自分の思い出の中にいる高木さん〜「からかい上手の高木さん」を見て

「からかい上手の高木さん」の映画版が公開され、早速見に行ってきた。
映画では直前まで放送していたドラマ版やアニメ版の10年後を描いている。相変わらず恋愛感情が鈍い西片と気持ちを素直な形で言い表せない高木さんの純粋な恋物語がようやく前進して安堵した。
一方、ドラマ版ではまだまだ幼い中学生時代の二人が描かれており、それが自分の一時代と重なりある思い出を呼び覚ましてくれた。


中学2年の時、わりと仲が良く、何かとちょっかいを出してきたり、時には優しくしてくれる女の子がいた。

放課後、とくに急いで帰る必要もない時は、彼女の仲良しグループと自分の友達グループとで話をしたり、理由は覚えていないがいつの間にか校舎内で追いかけっこになって女子どもがトイレに逃げ隠れる、などといった感じで下校ギリギリまで戯れていた。
ただ家の方向がバラバラだったので、高木さんと西片のように一緒に帰ることは無かった。
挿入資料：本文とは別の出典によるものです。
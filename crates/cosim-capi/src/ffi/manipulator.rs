//! Manipulator creation, overrides, and scenarios.

use std::ffi::{c_char, c_int};
use std::path::Path;
use std::sync::Arc;

use cosim_core::{CosimResult, ScalarValue, SlaveIndex, ValueReference};
use cosim_engine::{OverrideManipulator, ScenarioManager};

use crate::boundary::{self, FAILURE, c_str, call, slice};
use crate::execution::EXECUTIONS;
use crate::manipulator::{MANIPULATORS, ManipulatorObject};
use crate::marshal::variable_type;
use crate::registry::{ExecutionHandle, ManipulatorHandle};

#[unsafe(no_mangle)]
pub extern "C" fn cosim_override_manipulator_create() -> ManipulatorHandle {
    call(ManipulatorHandle::NULL, || {
        Ok(MANIPULATORS.insert(ManipulatorObject::new(Arc::new(OverrideManipulator::new()))))
    })
}

#[unsafe(no_mangle)]
pub extern "C" fn cosim_scenario_manager_create() -> ManipulatorHandle {
    call(ManipulatorHandle::NULL, || {
        Ok(MANIPULATORS.insert(ManipulatorObject::new(Arc::new(ScenarioManager::new()))))
    })
}

/// Release a manipulator handle.  An execution it was added to keeps using
/// it.
#[unsafe(no_mangle)]
pub extern "C" fn cosim_manipulator_destroy(manipulator: ManipulatorHandle) -> c_int {
    boundary::status(|| MANIPULATORS.remove(manipulator).map(drop))
}

// ── Overrides ────────────────────────────────────────────────────────────────

/// Override `nv` variables of one slave from the next step on.  Nothing is
/// queued unless every variable is valid.
///
/// # Safety
/// `variables` and `values` must each point to `nv` elements.
unsafe fn set_values<T: Copy>(
    manipulator: ManipulatorHandle,
    slave:       c_int,
    variables:   *const u32,
    nv:          usize,
    values:      *const T,
    convert:     impl Fn(T) -> CosimResult<ScalarValue>,
) -> c_int {
    boundary::status(|| {
        let manipulator = MANIPULATORS.get(manipulator)?;
        let overrides = manipulator.overrides()?;
        // SAFETY: forwarded caller contract.
        let (refs, values) = unsafe { (slice(variables, nv, "variables")?, slice(values, nv, "values")?) };
        let values = refs
            .iter()
            .zip(values)
            .map(|(vr, v)| Ok((ValueReference(*vr), convert(*v)?)))
            .collect::<CosimResult<Vec<_>>>()?;
        overrides.override_values(SlaveIndex(slave), values)
    })
}

/// # Safety
/// `variables` and `values` must each point to `nv` elements.
#[unsafe(no_mangle)]
pub unsafe extern "C" fn cosim_manipulator_slave_set_real(
    manipulator: ManipulatorHandle,
    slave:       c_int,
    variables:   *const u32,
    nv:          usize,
    values:      *const f64,
) -> c_int {
    // SAFETY: forwarded caller contract.
    unsafe { set_values(manipulator, slave, variables, nv, values, |v| Ok(ScalarValue::Real(v))) }
}

/// # Safety
/// `variables` and `values` must each point to `nv` elements.
#[unsafe(no_mangle)]
pub unsafe extern "C" fn cosim_manipulator_slave_set_integer(
    manipulator: ManipulatorHandle,
    slave:       c_int,
    variables:   *const u32,
    nv:          usize,
    values:      *const c_int,
) -> c_int {
    // SAFETY: forwarded caller contract.
    unsafe { set_values(manipulator, slave, variables, nv, values, |v| Ok(ScalarValue::Integer(v))) }
}

/// # Safety
/// `variables` and `values` must each point to `nv` elements.
#[unsafe(no_mangle)]
pub unsafe extern "C" fn cosim_manipulator_slave_set_boolean(
    manipulator: ManipulatorHandle,
    slave:       c_int,
    variables:   *const u32,
    nv:          usize,
    values:      *const bool,
) -> c_int {
    // SAFETY: forwarded caller contract.
    unsafe { set_values(manipulator, slave, variables, nv, values, |v| Ok(ScalarValue::Boolean(v))) }
}

/// # Safety
/// `variables` must point to `nv` references and `values` to `nv`
/// NUL-terminated strings.
#[unsafe(no_mangle)]
pub unsafe extern "C" fn cosim_manipulator_slave_set_string(
    manipulator: ManipulatorHandle,
    slave:       c_int,
    variables:   *const u32,
    nv:          usize,
    values:      *const *const c_char,
) -> c_int {
    // SAFETY: forwarded caller contract.
    unsafe {
        set_values(manipulator, slave, variables, nv, values, |v| {
            Ok(ScalarValue::String(c_str(v, "values[i]")?.to_owned()))
        })
    }
}

/// Clear overrides of `nv` variables of kind `kind` from the next step on.
///
/// # Safety
/// `variables` must point to `nv` readable references.
#[unsafe(no_mangle)]
pub unsafe extern "C" fn cosim_manipulator_slave_reset(
    manipulator: ManipulatorHandle,
    slave:       c_int,
    kind:        c_int,
    variables:   *const u32,
    nv:          usize,
) -> c_int {
    boundary::status(|| {
        let kind = variable_type(kind)?;
        let manipulator = MANIPULATORS.get(manipulator)?;
        let overrides = manipulator.overrides()?;
        // SAFETY: forwarded caller contract.
        let refs = unsafe { slice(variables, nv, "variables")? };
        let refs: Vec<_> = refs.iter().copied().map(ValueReference).collect();
        overrides.reset_values(SlaveIndex(slave), kind, &refs)
    })
}

// ── Scenarios ────────────────────────────────────────────────────────────────

/// Load and start a JSON scenario; event times count from the execution's
/// current time.
///
/// # Safety
/// `scenario_file` must be null or a NUL-terminated string.
#[unsafe(no_mangle)]
pub unsafe extern "C" fn cosim_execution_load_scenario(
    execution:     ExecutionHandle,
    manipulator:   ManipulatorHandle,
    scenario_file: *const c_char,
) -> c_int {
    boundary::status(|| {
        let (control, manipulator) = (EXECUTIONS.get(execution)?, MANIPULATORS.get(manipulator)?);
        // SAFETY: forwarded caller contract.
        let path = unsafe { c_str(scenario_file, "scenarioFile")? };
        manipulator.scenario_manager()?.load_scenario(Path::new(path), control.current_time())
    })
}

/// 1 if a scenario is running, 0 if not, -1 on error.
#[unsafe(no_mangle)]
pub extern "C" fn cosim_scenario_is_running(manipulator: ManipulatorHandle) -> c_int {
    call(FAILURE, || {
        let manipulator = MANIPULATORS.get(manipulator)?;
        Ok(c_int::from(manipulator.scenario_manager()?.is_running()))
    })
}

#[unsafe(no_mangle)]
pub extern "C" fn cosim_scenario_abort(manipulator: ManipulatorHandle) -> c_int {
    boundary::status(|| {
        MANIPULATORS.get(manipulator)?.scenario_manager()?.abort();
        Ok(())
    })
}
ある時は、いつものおふざけの最中にたまたま彼女のスカートに手が掛かり翻してしまい、彼女が顔を両手で押さえて膝を抱えて泣き出してしまった。偶然の出来事でただオロオロしてしまうばかり。横で立ちすくんでいるといきなり顔を上げて、単なる泣き真似だった。
などという具合で、結局からかわれていたわけだ。

特に思い出に残っているのが、体育祭。クラスごとに色違いのまちまきを一人ずつ持っていたが、それをネクタイに見立てて首に巻いてくれた。ネクタイを巻いてくれている目の前には彼女の髪があり、その距離感に緊張しつつ内心とても幸せな気分だった。

そんな日々を繰り返しているうちに、そんな彼女のことを特別意識するようになった。

女の子から初めて年賀状をもらったのも彼女からだった。
干支のへびのスタンプのまわりにはいろいろな落書きや茶化すような言葉が散りばめられていて、それが気を引くためなのか単なる落書きか判断がつかなかった。もしかして好意を持たれている?それとも自意識過剰?たんなるおふざけ?「からかい上手の高木さん」の西片と同じように自己問答を繰り返していた。

冬休みが終わり三学期、学年最後の席替えがあった。
教室の席は毎回、男子が左、女子が右に机をつけて、4列に並べるというのがルールだったが、その最後の席替えではさらに、男子だけが教室に入り自分の席を選んだあと、交代して女子が同じように席を選ぶという方式がとられた。
自分は友達と縦に並ぶように、後ろから二番目の席を選んだ。すると、その様子を廊下にいる女子たちが窓越しに見ているではないか。果たして…
彼女は見事に自分の右隣の席に居た。その前後はやはり彼女の仲良しグループ。今までにも通路を挟んでとか斜めの席になったことはあったが、すぐ隣になったのは初めてだった。状況から考えてこの横並びは確信犯!?お前らズルして廊下から見ていたろぉ、ああ面倒くさいヤツが隣になったななど悪態をつきながら、これから残りの三ヶ月間の楽しみでいっぱいだった。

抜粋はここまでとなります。